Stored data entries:
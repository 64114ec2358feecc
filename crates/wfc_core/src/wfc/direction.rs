//! Cardinal directions between neighbouring cells.

use serde::{Deserialize, Serialize};
use std::fmt;

/// One of the four cardinal neighbours of a cell.
///
/// Declaration order is the order propagation visits neighbours.
#[derive(Debug, Clone, Copy, PartialEq, Eq, Hash, PartialOrd, Ord, Serialize, Deserialize)]
#[serde(rename_all = "lowercase")]
pub enum Direction {
    Up,
    Right,
    Down,
    Left,
}

impl Direction {
    /// All directions in propagation order.
    pub const ALL: [Direction; 4] = [
        Direction::Up,
        Direction::Right,
        Direction::Down,
        Direction::Left,
    ];

    /// Index into per-direction arrays.
    #[inline]
    pub fn index(self) -> usize {
        match self {
            Direction::Up => 0,
            Direction::Right => 1,
            Direction::Down => 2,
            Direction::Left => 3,
        }
    }

    /// The direction pointing back at the origin cell.
    pub fn opposite(self) -> Direction {
        match self {
            Direction::Up => Direction::Down,
            Direction::Right => Direction::Left,
            Direction::Down => Direction::Up,
            Direction::Left => Direction::Right,
        }
    }

    /// `(row, col)` offset of the neighbour. Rows grow downwards.
    pub fn offset(self) -> (isize, isize) {
        match self {
            Direction::Up => (-1, 0),
            Direction::Right => (0, 1),
            Direction::Down => (1, 0),
            Direction::Left => (0, -1),
        }
    }

    /// Neighbour of `(row, col)` inside a `rows x cols` grid, if any.
    pub fn step(self, row: usize, col: usize, rows: usize, cols: usize) -> Option<(usize, usize)> {
        let (dr, dc) = self.offset();
        let r = row.checked_add_signed(dr)?;
        let c = col.checked_add_signed(dc)?;
        (r < rows && c < cols).then_some((r, c))
    }

    /// Lowercase name used by tileset files.
    pub fn name(self) -> &'static str {
        match self {
            Direction::Up => "up",
            Direction::Right => "right",
            Direction::Down => "down",
            Direction::Left => "left",
        }
    }

    /// Parse a tileset attribute name. Accepts `top`/`bottom` as aliases.
    pub fn from_name(name: &str) -> Option<Direction> {
        match name {
            "up" | "top" => Some(Direction::Up),
            "right" => Some(Direction::Right),
            "down" | "bottom" => Some(Direction::Down),
            "left" => Some(Direction::Left),
            _ => None,
        }
    }
}

impl fmt::Display for Direction {
    fn fmt(&self, f: &mut fmt::Formatter<'_>) -> fmt::Result {
        f.write_str(self.name())
    }
}
pub mod control_point;
pub mod nurbs_curve;
pub use control_point::*;
pub use nurbs_curve::*;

### WHAT YOU HAVE TO DO
Every line from the one containing "pub fn name(self)" through the last line of the entries must be written out verbatim, and no other line.

### TASK ANSWER
    pub fn name(self) -> &'static str {
        match self {
            Direction::Up => "up",
            Direction::Right => "right",
            Direction::Down => "down",
            Direction::Left => "left",
        }
    }

    /// Parse a tileset attribute name. Accepts `top`/`bottom` as aliases.
    pub fn from_name(name: &str) -> Option<Direction> {
        match name {
            "up" | "top" => Some(Direction::Up),
            "right" => Some(Direction::Right),
            "down" | "bottom" => Some(Direction::Down),
            "left" => Some(Direction::Left),
            _ => None,
        }
    }
}

impl fmt::Display for Direction {
    fn fmt(&self, f: &mut fmt::Formatter<'_>) -> fmt::Result {
        f.write_str(self.name())
    }
}
pub mod control_point;
pub mod nurbs_curve;
pub use control_point::*;
pub use nurbs_curve::*;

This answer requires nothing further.